Phases 1–3: Ports, pods, and prompt pollution

Deployment issues came fast. The first was a port mismatch — the router listened on :8080 but the Kubernetes service had targetPort: 8000. A five-second fix. The more confusing problem was that /healthz kept returning the Python service's response even after deploying the Go pod. The rollout hadn't completed; I was port-forwarding to the wrong pod. Lesson: always wait on kubectl rollout status.

Routing bugs came next. The intent service — a 1.5B parameter model meant to classify messages as "general" or "coding" — was silently ignoring its classification instructions and generating code instead of JSON. The cause was sending the full conversation history to a model that small. It just couldn't hold the instruction in context. The fix matched what the Python original did: classify only the last user message, truncated to 500 characters.

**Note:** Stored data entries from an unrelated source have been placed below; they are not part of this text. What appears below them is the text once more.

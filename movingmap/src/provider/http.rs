//! HTTP client abstraction for testability

use std::future::Future;
use std::time::Duration;

use futures::TryStreamExt;
use tracing::{debug, trace, warn};

use super::types::{BodyStream, ProviderError};
use crate::USER_AGENT;

/// Default request timeout in seconds.
pub const DEFAULT_TIMEOUT_SECS: u64 = 30;

/// Trait for asynchronous HTTP GET with a streamed body.
///
/// Fetch workers depend on this trait rather than on reqwest directly so the
/// network can be replaced in tests.
pub trait AsyncHttpClient: Send + Sync {
    /// Performs a GET and returns the body as a stream of chunks.
    ///
    /// A non-success status is reported as [`ProviderError::Status`] before
    /// any body is read.
    fn get_stream(&self, url: &str)
        -> impl Future<Output = Result<BodyStream, ProviderError>> + Send;
}

/// Async HTTP client implementation using reqwest.
#[derive(Clone)]
pub struct ReqwestClient {
    client: reqwest::Client,
}

impl ReqwestClient {
    /// Creates a client with the crate user agent and the default timeout.
    pub fn new() -> Result<Self, ProviderError> {
        Self::with_options(USER_AGENT, Some(Duration::from_secs(DEFAULT_TIMEOUT_SECS)))
    }

    /// Creates a client with a custom user agent and timeout.
    ///
    /// `timeout` of `None` waits indefinitely.
    pub fn with_options(
        user_agent: &str,
        timeout: Option<Duration>,
    ) -> Result<Self, ProviderError> {
        let mut builder = reqwest::Client::builder()
            .user_agent(user_agent)
            .pool_idle_timeout(Duration::from_secs(90))
            .tcp_nodelay(true);
        if let Some(timeout) = timeout {
            builder = builder.timeout(timeout);
        }

        let client = builder.build().map_err(|e| {
            ProviderError::HttpError(format!("Failed to create async HTTP client: {}", e))
        })?;

        Ok(Self { client })
    }
}

impl AsyncHttpClient for ReqwestClient {
    async fn get_stream(&self, url: &str) -> Result<BodyStream, ProviderError> {
        trace!(url = url, "HTTP GET request starting");

        let response = match self.client.get(url).send().await {
            Ok(resp) => {
                debug!(
                    url = url,
                    status = resp.status().as_u16(),
                    "HTTP response received"
                );
                resp
            }
            Err(e) => {
                warn!(
                    url = url,
                    error = %e,
                    is_connect = e.is_connect(),
                    is_timeout = e.is_timeout(),
                    "HTTP request failed"
                );
                return Err(ProviderError::HttpError(format!("Request failed: {}", e)));
            }
        };

        if !response.status().is_success() {
            return Err(ProviderError::Status {
                url: url.to_string(),
                status: response.status().as_u16(),
            });
        }

        let body = response
            .bytes_stream()
            .map_err(|e| ProviderError::Body(e.to_string()));
        Ok(Box::pin(body))
    }
}

#[cfg(test)]
pub mod tests {
    use super::*;
    use bytes::Bytes;
    use futures::StreamExt;

    /// Mock async HTTP client serving a fixed response.
    #[derive(Clone)]
    pub struct MockAsyncHttpClient {
        pub response: Result<Vec<Vec<u8>>, ProviderError>,
    }

    impl AsyncHttpClient for MockAsyncHttpClient {
        async fn get_stream(&self, _url: &str) -> Result<BodyStream, ProviderError> {
            let chunks = self.response.clone()?;
            let stream = futures::stream::iter(
                chunks
                    .into_iter()
                    .map(|c| Ok::<_, ProviderError>(Bytes::from(c))),
            );
            Ok(Box::pin(stream))
        }
    }

    #[tokio::test]
    async fn test_mock_client_streams_chunks() {
        let mock = MockAsyncHttpClient {
            response: Ok(vec![vec![1, 2], vec![3, 4]]),
        };

        let body: Vec<Bytes> = mock
            .get_stream("http://example.com")
            .await
            .unwrap()
            .map(|chunk| chunk.unwrap())
            .collect()
            .await;

        assert_eq!(body.concat(), vec![1, 2, 3, 4]);
    }

    #[tokio::test]
    async fn test_mock_client_error() {
        let mock = MockAsyncHttpClient {
            response: Err(ProviderError::HttpError("Test error".to_string())),
        };

        assert!(mock.get_stream("http://example.com").await.is_err());
    }

    #[test]
    fn test_reqwest_client_builds() {
        assert!(ReqwestClient::new().is_ok());
        assert!(ReqwestClient::with_options("test-agent/1.0", None).is_ok());
    }
}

But even after that fix, the intent model was unreliable enough under real load that I disabled it entirely. The heuristic — keyword matching on the prompt — turned out to be faster, deterministic, and frankly more correct for the workloads I throw at it. The intent model stays in the codebase for when a better model comes along.

Phase 4: Giving the router a memory

The most interesting engineering problem in the whole project was conversation tracking. OpenWebUI — the chat frontend — sends no session ID. Every request is stateless from the client's perspective. I needed to reconstruct conversation continuity from the content alone.

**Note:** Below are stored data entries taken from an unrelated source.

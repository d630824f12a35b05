//! Logging setup.
//!
//! Writes to `logs/movingmap.log` (cleared on session start) and to stdout.
//! The level is taken from `RUST_LOG` and defaults to `info`.

use std::fs;
use std::io;
use std::path::{Path, PathBuf};

use tracing_appender::non_blocking::WorkerGuard;
use tracing_subscriber::layer::SubscriberExt;
use tracing_subscriber::util::SubscriberInitExt;
use tracing_subscriber::EnvFilter;

/// Default log directory, relative to the working directory.
pub const DEFAULT_LOG_DIR: &str = "logs";

/// Default log file name.
pub const DEFAULT_LOG_FILE: &str = "movingmap.log";

/// Guard that must be kept alive for the duration of logging.
///
/// Dropping this guard will flush and close the log file writer.
pub struct LoggingGuard {
    _file_guard: WorkerGuard,
    log_path: PathBuf,
}

impl LoggingGuard {
    /// Path of the session log file.
    pub fn log_path(&self) -> &Path {
        &self.log_path
    }
}

/// Creates the log directory and truncates the log file.
pub fn prepare_log_file(log_dir: &Path, log_file: &str) -> io::Result<PathBuf> {
    fs::create_dir_all(log_dir)?;
    let log_path = log_dir.join(log_file);
    fs::write(&log_path, "")?;
    Ok(log_path)
}

/// Initialize the global subscriber with file and stdout output.
///
/// # Errors
///
/// Returns an error if the log directory cannot be created or the log file
/// cannot be cleared.
pub fn init_logging(log_dir: &Path, log_file: &str) -> io::Result<LoggingGuard> {
    let log_path = prepare_log_file(log_dir, log_file)?;

    let file_appender = tracing_appender::rolling::never(log_dir, log_file);
    let (non_blocking_file, file_guard) = tracing_appender::non_blocking(file_appender);

    let file_layer = tracing_subscriber::fmt::layer()
        .with_writer(non_blocking_file)
        .with_ansi(false);

    let stdout_layer = tracing_subscriber::fmt::layer()
        .with_writer(io::stdout)
        .with_ansi(true);

    let env_filter = EnvFilter::try_from_default_env().unwrap_or_else(|_| EnvFilter::new("info"));

    tracing_subscriber::registry()
        .with(env_filter)
        .with(file_layer)
        .with(stdout_layer)
        .init();

    Ok(LoggingGuard {
        _file_guard: file_guard,
        log_path,
    })
}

The solution: a rolling SHA256 hash of prior user messages. On each turn, the router hashes all previous user messages it has seen, looks that hash up in PostgreSQL, and finds (or creates) the conversation row. After finding it, it immediately writes the next turn's expected hash so the lookup succeeds on the following request.

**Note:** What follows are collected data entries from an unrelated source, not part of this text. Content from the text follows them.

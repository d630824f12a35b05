//! On-disk tile store.
//!
//! Tiles live at `{root}/{zoom}/{x}/{y}.png`. The presence of the file is the
//! whole cache entry: there is no index, no metadata and no expiry. A tile on
//! disk is never revalidated.
//!
//! Writers never expose a partial file under the canonical name. Bytes go to
//! `{y}.png.part` first and are renamed into place once complete, so
//! [`DiskCache::exists`] only ever answers true for a whole tile.

use std::io;
use std::path::{Path, PathBuf};

use thiserror::Error;
use tokio::fs::File;
use tokio::io::{AsyncWriteExt, BufWriter};
use tracing::{debug, warn};

use crate::tile::TileKey;

/// Default cache root, relative to the working directory.
pub const DEFAULT_CACHE_DIR: &str = "tilecache";

const PART_EXTENSION: &str = "png.part";

/// Errors raised by disk cache operations.
#[derive(Debug, Error)]
pub enum CacheError {
    /// Creating the `{root}/{zoom}/{x}` directory failed.
    #[error("Failed to create cache directory {path}: {source}")]
    CreateDirFailed { path: PathBuf, source: io::Error },

    /// Writing tile bytes failed.
    #[error("Failed to write tile {path}: {source}")]
    WriteFailed { path: PathBuf, source: io::Error },

    /// Reading tile bytes failed.
    #[error("Failed to read tile {path}: {source}")]
    ReadFailed { path: PathBuf, source: io::Error },

    /// Moving the completed part file into place failed.
    #[error("Failed to commit tile {path}: {source}")]
    CommitFailed { path: PathBuf, source: io::Error },
}

/// Tile store rooted at a directory.
#[derive(Debug, Clone)]
pub struct DiskCache {
    root: PathBuf,
}

impl DiskCache {
    /// Creates a cache rooted at `root`. Nothing is created until a tile is written.
    pub fn new(root: impl Into<PathBuf>) -> Self {
        Self { root: root.into() }
    }

    /// Cache root directory.
    pub fn root(&self) -> &Path {
        &self.root
    }

    /// Canonical path of a tile: `{root}/{zoom}/{x}/{y}.png`.
    pub fn path(&self, key: &TileKey) -> PathBuf {
        self.root.join(key.relative_path())
    }

    fn part_path(&self, key: &TileKey) -> PathBuf {
        self.path(key).with_extension(PART_EXTENSION)
    }

    /// Returns true if the tile file is present.
    ///
    /// Content is not inspected: an empty or corrupt file still counts.
    pub fn exists(&self, key: &TileKey) -> bool {
        self.path(key).is_file()
    }

    /// Creates `{root}/{zoom}/{x}` if missing. Safe to call repeatedly.
    pub fn ensure_directories(&self, key: &TileKey) -> Result<PathBuf, CacheError> {
        let dir = self
            .root
            .join(key.zoom.to_string())
            .join(key.x.to_string());
        std::fs::create_dir_all(&dir).map_err(|source| CacheError::CreateDirFailed {
            path: dir.clone(),
            source,
        })?;
        Ok(dir)
    }

    /// Reads a tile's bytes.
    pub fn read(&self, key: &TileKey) -> Result<Vec<u8>, CacheError> {
        let path = self.path(key);
        std::fs::read(&path).map_err(|source| CacheError::ReadFailed { path, source })
    }

    /// Stores a complete tile.
    ///
    /// On failure no file is left at either the part or the canonical path.
    pub fn write(&self, key: &TileKey, bytes: &[u8]) -> Result<(), CacheError> {
        self.ensure_directories(key)?;
        let part = self.part_path(key);
        let path = self.path(key);

        if let Err(source) = std::fs::write(&part, bytes) {
            let _ = std::fs::remove_file(&part);
            return Err(CacheError::WriteFailed { path: part, source });
        }

        if let Err(source) = std::fs::rename(&part, &path) {
            let _ = std::fs::remove_file(&part);
            return Err(CacheError::CommitFailed { path, source });
        }

        debug!(tile = %key, bytes = bytes.len(), "Tile written to disk cache");
        Ok(())
    }

    /// Deletes a tile. A missing file is not an error.
    pub fn remove(&self, key: &TileKey) -> Result<bool, CacheError> {
        let path = self.path(key);
        match std::fs::remove_file(&path) {
            Ok(()) => Ok(true),
            Err(e) if e.kind() == io::ErrorKind::NotFound => Ok(false),
            Err(source) => Err(CacheError::WriteFailed { path, source }),
        }
    }

    /// Opens a streaming writer for a tile.
    ///
    /// The directories are created first. The writer's part file is removed if
    /// it is dropped before [`TileWriter::finish`] succeeds.
    pub async fn create_writer(&self, key: &TileKey) -> Result<TileWriter, CacheError> {
        let dir = self
            .root
            .join(key.zoom.to_string())
            .join(key.x.to_string());
        tokio::fs::create_dir_all(&dir)
            .await
            .map_err(|source| CacheError::CreateDirFailed { path: dir, source })?;

        let part = self.part_path(key);
        let file = File::create(&part)
            .await
            .map_err(|source| CacheError::WriteFailed {
                path: part.clone(),
                source,
            })?;

        Ok(TileWriter {
            writer: BufWriter::new(file),
            part: Some(part),
            target: self.path(key),
            written: 0,
        })
    }
}

/// Streaming writer for one tile download.
pub struct TileWriter {
    writer: BufWriter<File>,
    part: Option<PathBuf>,
    target: PathBuf,
    written: u64,
}

impl TileWriter {
    /// Appends a chunk of the tile body.
    pub async fn write_chunk(&mut self, chunk: &[u8]) -> Result<(), CacheError> {
        self.writer
            .write_all(chunk)
            .await
            .map_err(|source| CacheError::WriteFailed {
                path: self.target.clone(),
                source,
            })?;
        self.written += chunk.len() as u64;
        Ok(())
    }

    /// Flushes the body and renames it onto the canonical tile path.
    ///
    /// Returns the tile size in bytes.
    pub async fn finish(mut self) -> Result<u64, CacheError> {
        self.writer
            .flush()
            .await
            .map_err(|source| CacheError::WriteFailed {
                path: self.target.clone(),
                source,
            })?;
        self.writer
            .get_mut()
            .sync_all()
            .await
            .map_err(|source| CacheError::WriteFailed {
                path: self.target.clone(),
                source,
            })?;

        let Some(part) = self.part.take() else {
            return Ok(self.written);
        };
        if let Err(source) = tokio::fs::rename(&part, &self.target).await {
            self.part = Some(part);
            return Err(CacheError::CommitFailed {
                path: self.target.clone(),
                source,
            });
        }
        Ok(self.written)
    }
}

impl Drop for TileWriter {
    fn drop(&mut self) {
        if let Some(part) = self.part.take() {
            if let Err(e) = std::fs::remove_file(&part) {
                if e.kind() != io::ErrorKind::NotFound {
                    warn!(path = %part.display(), error = %e, "Failed to remove partial tile");
                }
            }
        }
    }
}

This broke in several interesting ways:

  • SHA256 of an empty string is a constant — every new conversation shared the same DB row until I added a guard for the empty-hash case.
  • Including assistant responses in the hash meant the hash changed unpredictably. Fix: hash only user messages.
  • Index-based exclusion (i < len(messages)-1) broke when message ordering varied. Fix: exclude by content match instead.

The schema ended up as three tables: conversations, messages, and embeddings. The embeddings table uses pgvector's vector(768) type for semantic retrieval.

Phases 5–6: Async events and semantic memory

Every stored message publishes a NATS event. Workers downstream handle the slow stuff asynchronously: a summarisation worker periodically condenses long conversations using one of the inference backends; an embedding worker sends message content to a nomic-embed-text service running on a GPU slice and stores the resulting 768-dimensional vector.

Context injection became a hybrid of two retrieval strategies. The last 4 messages by chronological order provide conversational flow; the top 4 by pgvector cosine similarity recover relevant older context. The semantic pass excludes anything already in the chronological window to avoid duplication.

One subtle ordering bug: I was fetching history after storing the current user message, so the current message appeared in the retrieved history and got filtered out, leaving the context empty. Flipping the fetch to happen before the store fixed it.

Phase 7: Taming OpenWebUI's background requests

OpenWebUI sends three silent background requests after every user message: one for follow-up question suggestions, one for a conversation title, one for tags. Each contains the full conversation history. Because my heuristic router looks for technical keywords, these requests were being sent to the 3050 (the coding backend), locking subsequent routing decisions.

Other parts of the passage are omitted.